After competitive bidding, the City of Richmond’s economic development office hired Atlas Advertising of Denver, CO, as its advertising agency. This decision went relatively unremarked, except by one of the losers, who went whining to theRichmond Times Dispatch:
“As a small-business owner who pays taxes in the city, this stinks,” said David Saunders, president of Madison+Main and a finalist for the contract. “That the organization in charge of promoting a city that has some of the best agencies in the country goes 2,000 miles away is just wrong.”…He said he believes the work should have stayed in the Richmond community, which has gained international recognition in the advertising field with one of the top advertising agencies in the country, The Martin Agency…
But is it wrong? An objective look suggests that Saunders’s reasoning may be as faulty as his grammar (dangling clause).

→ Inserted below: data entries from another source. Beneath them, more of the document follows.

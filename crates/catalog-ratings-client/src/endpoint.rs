use crate::error::BuildError;
use catalog_ratings_models::{ItemId, ItemType};
use std::fmt;
use url::Url;

const RATINGS_PATH: &str = "me/ratings";

/// Fully-qualified URL of a ratings lookup.
#[derive(Debug, Clone, PartialEq, Eq)]
pub struct EndpointReference {
    url: Url,
}

impl EndpointReference {
    pub fn url(&self) -> &Url {
        &self.url
    }

    pub fn as_str(&self) -> &str {
        self.url.as_str()
    }

    /// Identifiers carried in the `ids` query parameter, in order.
    ///
    /// The raw value is split on the literal comma before percent-decoding,
    /// so an identifier that itself contains a comma comes back intact.
    /// `None` when the parameter is absent or a segment does not decode to
    /// UTF-8; `build_endpoint` output always decodes.
    pub fn ids(&self) -> Option<Vec<String>> {
        let raw = self
            .url
            .query()?
            .split('&')
            .find_map(|pair| pair.strip_prefix("ids="))?;

        raw.split(',')
            .map(|part| urlencoding::decode(part).ok().map(|decoded| decoded.into_owned()))
            .collect()
    }
}

impl fmt::Display for EndpointReference {
    fn fmt(&self, f: &mut fmt::Formatter<'_>) -> fmt::Result {
        f.write_str(self.url.as_str())
    }
}

/// Build `<base>/me/ratings/<type>?ids=<id>,<id>,...`.
///
/// Each identifier is percent-encoded on its own; the separating commas are
/// left as-is. `base` comes from configuration and may omit its trailing
/// slash.
pub fn build_endpoint(
    base: &str,
    item_type: ItemType,
    ids: &[ItemId],
) -> Result<EndpointReference, BuildError> {
    if ids.is_empty() {
        return Err(BuildError::EmptyIdentifiers);
    }

    let mut base_url = Url::parse(base)?;
    if !matches!(base_url.scheme(), "http" | "https") || base_url.host_str().is_none() {
        return Err(BuildError::UnsupportedBase(base.to_string()));
    }
    // Without the slash, `join` would replace the last path segment
    if !base_url.path().ends_with('/') {
        let path = format!("{}/", base_url.path());
        base_url.set_path(&path);
    }

    let mut url = base_url.join(&format!("{}/{}", RATINGS_PATH, item_type.wire_tag()))?;

    let joined = ids
        .iter()
        .map(|id| urlencoding::encode(id.as_str()))
        .collect::<Vec<_>>()
        .join(",");
    url.set_query(Some(&format!("ids={}", joined)));

    Ok(EndpointReference { url })
}
pub mod config;
pub mod get;
pub mod prompts;
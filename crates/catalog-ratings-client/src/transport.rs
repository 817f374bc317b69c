use crate::endpoint::EndpointReference;
use crate::error::TransportError;
use async_trait::async_trait;
use std::sync::Arc;

/// Performs the authenticated GET for a ratings endpoint.
///
/// Implementations own everything below the URL: credentials, TLS, timeouts
/// and any retry policy. A successful call returns the raw response body of a
/// 2xx response.
#[async_trait]
pub trait Transport: Send + Sync {
    async fn fetch(&self, endpoint: &EndpointReference) -> Result<Vec<u8>, TransportError>;
}

#[async_trait]
impl<T: Transport + ?Sized> Transport for Arc<T> {
    async fn fetch(&self, endpoint: &EndpointReference) -> Result<Vec<u8>, TransportError> {
        (**self).fetch(endpoint).await
    }
}
use thiserror::Error;

/// The ratings endpoint could not be assembled.
#[derive(Debug, Error)]
pub enum BuildError {
    #[error("at least one item identifier is required")]
    EmptyIdentifiers,
    #[error("item identifier at position {0} is empty")]
    EmptyIdentifier(usize),
    #[error("invalid URL: {0}")]
    InvalidUrl(#[from] url::ParseError),
    #[error("catalog base must be an http(s) URL with a host, got {0}")]
    UnsupportedBase(String),
}

/// The response body did not match the ratings envelope.
#[derive(Debug, Error)]
pub enum DecodeError {
    #[error("malformed ratings payload: {0}")]
    MalformedPayload(#[from] serde_json::Error),
}

#[derive(Debug, Error)]
pub enum TransportError {
    #[error("network error: {0}")]
    Network(#[from] reqwest::Error),
    #[error("no developer token configured")]
    MissingDeveloperToken,
    #[error("no music user token configured")]
    MissingUserToken,
    #[error("catalog service rejected the credentials (HTTP {0})")]
    Unauthorized(u16),
    #[error("catalog service returned HTTP {status}: {body}")]
    Status { status: u16, body: String },
}

#[derive(Debug, Error)]
pub enum RequestError {
    #[error("could not build ratings request: {0}")]
    Build(#[from] BuildError),
    #[error("ratings request failed: {0}")]
    Transport(#[from] TransportError),
    #[error("could not decode ratings response: {0}")]
    Decode(#[from] DecodeError),
}
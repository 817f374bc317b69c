use crate::decode::decode_ratings;
use crate::endpoint::{build_endpoint, EndpointReference};
use crate::error::{BuildError, RequestError};
use crate::transport::Transport;
use catalog_ratings_models::{ItemId, ItemType, RatingsResponse};
use tracing::debug;

/// A request for the current user's ratings of one or more catalog items of
/// the same type.
///
/// ```ignore
/// let request = RatingRequest::new(["1440857781", "1440857782"], ItemType::Song)?;
/// let ratings = request.execute(&transport, DEFAULT_BASE_URL).await?;
/// ```
#[derive(Debug, Clone, PartialEq, Eq)]
pub struct RatingRequest {
    item_type: ItemType,
    ids: Vec<ItemId>,
}

impl RatingRequest {
    /// Request ratings for several items in one call.
    pub fn new<I, S>(ids: I, item_type: ItemType) -> Result<Self, BuildError>
    where
        I: IntoIterator<Item = S>,
        S: Into<String>,
    {
        let ids = ids
            .into_iter()
            .enumerate()
            .map(|(position, id)| ItemId::new(id).map_err(|_| BuildError::EmptyIdentifier(position)))
            .collect::<Result<Vec<_>, _>>()?;
        Self::from_ids(ids, item_type)
    }

    /// Request the rating of a single item.
    pub fn with_id(id: impl Into<String>, item_type: ItemType) -> Result<Self, BuildError> {
        let id: String = id.into();
        Self::new([id], item_type)
    }

    pub fn from_ids(ids: Vec<ItemId>, item_type: ItemType) -> Result<Self, BuildError> {
        if ids.is_empty() {
            return Err(BuildError::EmptyIdentifiers);
        }
        Ok(Self { item_type, ids })
    }

    pub fn item_type(&self) -> ItemType {
        self.item_type
    }

    pub fn ids(&self) -> &[ItemId] {
        &self.ids
    }

    pub fn endpoint(&self, base: &str) -> Result<EndpointReference, BuildError> {
        build_endpoint(base, self.item_type, &self.ids)
    }

    /// Build the endpoint, fetch it through `transport` and decode the body.
    pub async fn execute<T>(&self, transport: &T, base: &str) -> Result<RatingsResponse, RequestError>
    where
        T: Transport + ?Sized,
    {
        let endpoint = self.endpoint(base)?;
        debug!(
            item_type = %self.item_type,
            count = self.ids.len(),
            "Fetching ratings from {}",
            endpoint
        );

        let body = transport.fetch(&endpoint).await?;
        let ratings = decode_ratings(&body)?;

        debug!(
            "Received {} rating(s) for {} requested {}",
            ratings.len(),
            self.ids.len(),
            self.item_type
        );
        Ok(ratings)
    }
}

#[cfg(test)]
mod tests {
    use super::*;
    use crate::error::{DecodeError, TransportError};
    use async_trait::async_trait;
    use catalog_ratings_models::RatingValue;
    use std::sync::{Arc, Mutex};

    const BASE: &str = "https://api.music.apple.com/v1/";

    enum Reply {
        Body(&'static str),
        Status(u16),
    }

    struct StubTransport {
        reply: Reply,
        seen: Mutex<Vec<String>>,
    }

    impl StubTransport {
        fn new(reply: Reply) -> Self {
            Self {
                reply,
                seen: Mutex::new(Vec::new()),
            }
        }

        fn seen(&self) -> Vec<String> {
            self.seen.lock().unwrap().clone()
        }
    }

    #[async_trait]
    impl Transport for StubTransport {
        async fn fetch(&self, endpoint: &EndpointReference) -> Result<Vec<u8>, TransportError> {
            self.seen.lock().unwrap().push(endpoint.to_string());
            match &self.reply {
                Reply::Body(body) => Ok(body.as_bytes().to_vec()),
                Reply::Status(status) => Err(TransportError::Status {
                    status: *status,
                    body: String::new(),
                }),
            }
        }
    }

    #[test]
    fn test_single_id_matches_batch_of_one() {
        let single = RatingRequest::with_id("111", ItemType::Album).unwrap();
        let batch = RatingRequest::new(vec!["111"], ItemType::Album).unwrap();

        assert_eq!(single, batch);
        assert_eq!(single.endpoint(BASE).unwrap(), batch.endpoint(BASE).unwrap());
    }

    #[test]
    fn test_empty_request_rejected() {
        let result = RatingRequest::new(Vec::<String>::new(), ItemType::Song);
        assert!(matches!(result, Err(BuildError::EmptyIdentifiers)));

        let result = RatingRequest::from_ids(Vec::new(), ItemType::Song);
        assert!(matches!(result, Err(BuildError::EmptyIdentifiers)));
    }

    #[test]
    fn test_empty_identifier_reports_position() {
        let result = RatingRequest::new(["1", "", "3"], ItemType::Song);
        assert!(matches!(result, Err(BuildError::EmptyIdentifier(1))));

        let result = RatingRequest::with_id("", ItemType::Song);
        assert!(matches!(result, Err(BuildError::EmptyIdentifier(0))));
    }

    #[test]
    fn test_accessors_keep_order() {
        let request = RatingRequest::new(["b", "a", "c"], ItemType::Station).unwrap();
        assert_eq!(request.item_type(), ItemType::Station);
        let ids: Vec<&str> = request.ids().iter().map(|id| id.as_str()).collect();
        assert_eq!(ids, vec!["b", "a", "c"]);
    }

    #[tokio::test]
    async fn test_execute_decodes_partial_response() {
        let transport = StubTransport::new(Reply::Body(
            r#"{"data":[{"id":"111","type":"songs","attributes":{"value":"like"}}]}"#,
        ));
        let request = RatingRequest::new(["111", "222"], ItemType::Song).unwrap();

        let ratings = request.execute(&transport, BASE).await.unwrap();
        assert_eq!(ratings.rating("111"), Some(RatingValue::Like));
        assert!(!ratings.contains("222"));
        assert_eq!(ratings.missing(request.ids()).len(), 1);
        assert_eq!(
            transport.seen(),
            vec!["https://api.music.apple.com/v1/me/ratings/songs?ids=111,222".to_string()]
        );
    }

    #[tokio::test]
    async fn test_execute_through_shared_transport() {
        let transport: Arc<dyn Transport> = Arc::new(StubTransport::new(Reply::Body(r#"{"data":[]}"#)));
        let request = RatingRequest::with_id("1", ItemType::Playlist).unwrap();

        let ratings = request.execute(&transport, BASE).await.unwrap();
        assert!(ratings.is_empty());
    }

    #[tokio::test]
    async fn test_execute_build_error_skips_transport() {
        let transport = StubTransport::new(Reply::Body(r#"{"data":[]}"#));
        let request = RatingRequest::with_id("1", ItemType::Song).unwrap();

        let result = request.execute(&transport, "::not a base::").await;
        assert!(matches!(result, Err(RequestError::Build(_))));
        assert!(transport.seen().is_empty());
    }

    #[tokio::test]
    async fn test_execute_passes_transport_error_through() {
        let transport = StubTransport::new(Reply::Status(500));
        let request = RatingRequest::with_id("1", ItemType::Song).unwrap();

        let result = request.execute(&transport, BASE).await;
        assert!(matches!(
            result,
            Err(RequestError::Transport(TransportError::Status { status: 500, .. }))
        ));
    }

    #[tokio::test]
    async fn test_execute_reports_decode_error() {
        let transport = StubTransport::new(Reply::Body("not json"));
        let request = RatingRequest::with_id("1", ItemType::Song).unwrap();

        let result = request.execute(&transport, BASE).await;
        assert!(matches!(
            result,
            Err(RequestError::Decode(DecodeError::MalformedPayload(_)))
        ));
    }
}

Was The Martin Agency somehow slighted?
One implication in Saunders’s statement is that The Martin Agency, which is indeed “one of the top advertising agencies in the country,” somehow got the short end of the stick. Nothing could be further from the truth. The total budget for the Richmond economic development contract is $100,000. Martin is deservedly a very big agency, with a big overhead to match. They don’t handle $100,000 accounts because there’s no way they could break even on them, much less make a profit.
Creativity by association?
Another Saunders implication is that, creatively speaking, his agency is somehow in a class with The Martin Agency. Without either making value judgments or citing numbers of awards, let us suggest you visit both agencies’ websites (links in preceding sentence) so you can decide for yourself what, if anything, the two advertising agencies have in common besides both being located in downtown Richmond and both beginning with “M.”
Should tax dollars pay for learning curves and reinventing wheels?
According to the Times Dispatch
Saunders said his firm has worked for Richmond’s Department of Economic and Community Development in the past and also helped develop a branding campaign for Chesterfield County. And before launching Madison + Main, Saunders worked on a campaign to rebrand several localities in California’s Los Angeles County.
That’s nice, but there’s still learning curve and development time involved and, as the cliche goes, time is money.
A visit to the Atlas Advertising website shows that they specialize in economic development and have worked for “90+ communities in six countries and 35+ states.” What’s more, they say they’ve developed off-the-shelf software that not only rebrands communities, but also seeks out sources of new business, hooks them up with local businesses, is customizable for each community’s brand identity and can go live within 60 days.
So if you were on the selection panel, you saw that, you were aware how pitifully little advertising $100,000 buys you, and felt a sense of responsibility to make the most of the taxpayers’ limited dollars, what choice would you make?
Forgetting the special pleading and geography (which today’s technology makes meaningless), the decision to hire Atlas, out of Denver, doesn’t “stink.” In fact, on the face of it, it’s quite justifiable. But is it a good decision? Only time, and results, will tell.